Work instruction:
Search the data for the word "derive" and copy every line that contains it.

Stored items:
********

use serde::{Deserialize, Serialize};
use std::str::FromStr;

/// Outcome stored with each scan record.
#[derive(Debug, Clone, Copy, PartialEq, Eq, Serialize, Deserialize)]
#[serde(rename_all = "lowercase")]
pub enum ScanStatus {
    Success,
    Failed,
}

impl ScanStatus {
    pub fn as_str(&self) -> &'static str {
        match self {
            ScanStatus::Success => "success",
            ScanStatus::Failed => "failed",
        }
    }
}

impl FromStr for ScanStatus {
    type Err = String;

    fn from_str(s: &str) -> Result<Self, Self::Err> {
        match s {
            "success" => Ok(ScanStatus::Success),
            "failed" => Ok(ScanStatus::Failed),
            _ => Err(format!("Invalid scan status: {}. Use 'success' or 'failed'", s)),
        }
    }
}

impl std::fmt::Display for ScanStatus {
    fn fmt(&self, f: &mut std::fmt::Formatter<'_>) -> std::fmt::Result {
        write!(f, "{}", self.as_str())
    }
}

/// A persisted scan-result row.
///
/// `status` holds a [`ScanStatus`] string; the store only writes values
/// that parse as one.
#[derive(Debug, Clone, PartialEq, Eq, Serialize, Deserialize)]
pub struct ScanRecord {
    pub id: i64,
    pub scan_type: String,
    pub scan_timestamp: String,
    pub status: String,
    pub details: String,
}

impl ScanRecord {
    pub fn is_success(&self) -> bool {
        self.status == ScanStatus::Success.as_str()
    }
}

/// Columns of the `scan_results` table that may be updated after insert.
#[derive(Debug, Clone, Copy, PartialEq, Eq, Hash, Serialize, Deserialize)]
#[serde(rename_all = "snake_case")]
pub enum ScanResultField {
    ScanType,
    ScanTimestamp,
    Status,
    Details,
}

impl ScanResultField {
    pub fn column(&self) -> &'static str {
        match self {
            ScanResultField::ScanType => "scan_type",
            ScanResultField::ScanTimestamp => "scan_timestamp",
            ScanResultField::Status => "status",
            ScanResultField::Details => "details",
        }
    }

    /// Checks that `value` may be stored in this column.
    ///
    /// `status` only accepts `success` or `failed`; the other columns are
    /// free-form.
    pub fn validate(&self, value: &str) -> Result<(), String> {
        match self {
            ScanResultField::Status => value.parse::<ScanStatus>().map(|_| ()),
            _ => Ok(()),
        }
    }
}

impl FromStr for ScanResultField {
    type Err = String;

    fn from_str(s: &str) -> Result<Self, Self::Err> {
        match s {
            "scan_type" => Ok(ScanResultField::ScanType),
            "scan_timestamp" => Ok(ScanResultField::ScanTimestamp),
            "status" => Ok(ScanResultField::Status),
            "details" => Ok(ScanResultField::Details),
            _ => Err(format!(
                "Unknown scan result field: {}. Use 'scan_type', 'scan_timestamp', 'status', or 'details'",
                s
            )),
        }
    }
}
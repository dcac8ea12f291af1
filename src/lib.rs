pub mod api;
pub mod collector;
pub mod config;
pub mod export;
pub mod model;
pub mod orchestrator;
pub mod output;
pub mod platform;
pub mod profile;
pub mod remote;
pub mod server;
pub mod service;
pub mod status;
pub mod store;

pub use config::{Config, Theme};
pub use model::{Application, InventoryItem, ScanRecord, ScanStatus};
pub use orchestrator::{ScanError, ScanOrchestrator, ScanOutcome};
pub use platform::Platform;
pub use server::{ApiServer, StartOutcome};
pub use service::{AppContext, AppService, ServiceError};
pub use status::{ScanState, Status, StatusTracker};
pub use store::{InventoryStore, StoreError};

********

Final answer:
#[derive(Debug, Clone, Copy, PartialEq, Eq, Serialize, Deserialize)]
#[derive(Debug, Clone, PartialEq, Eq, Serialize, Deserialize)]
#[derive(Debug, Clone, Copy, PartialEq, Eq, Hash, Serialize, Deserialize)]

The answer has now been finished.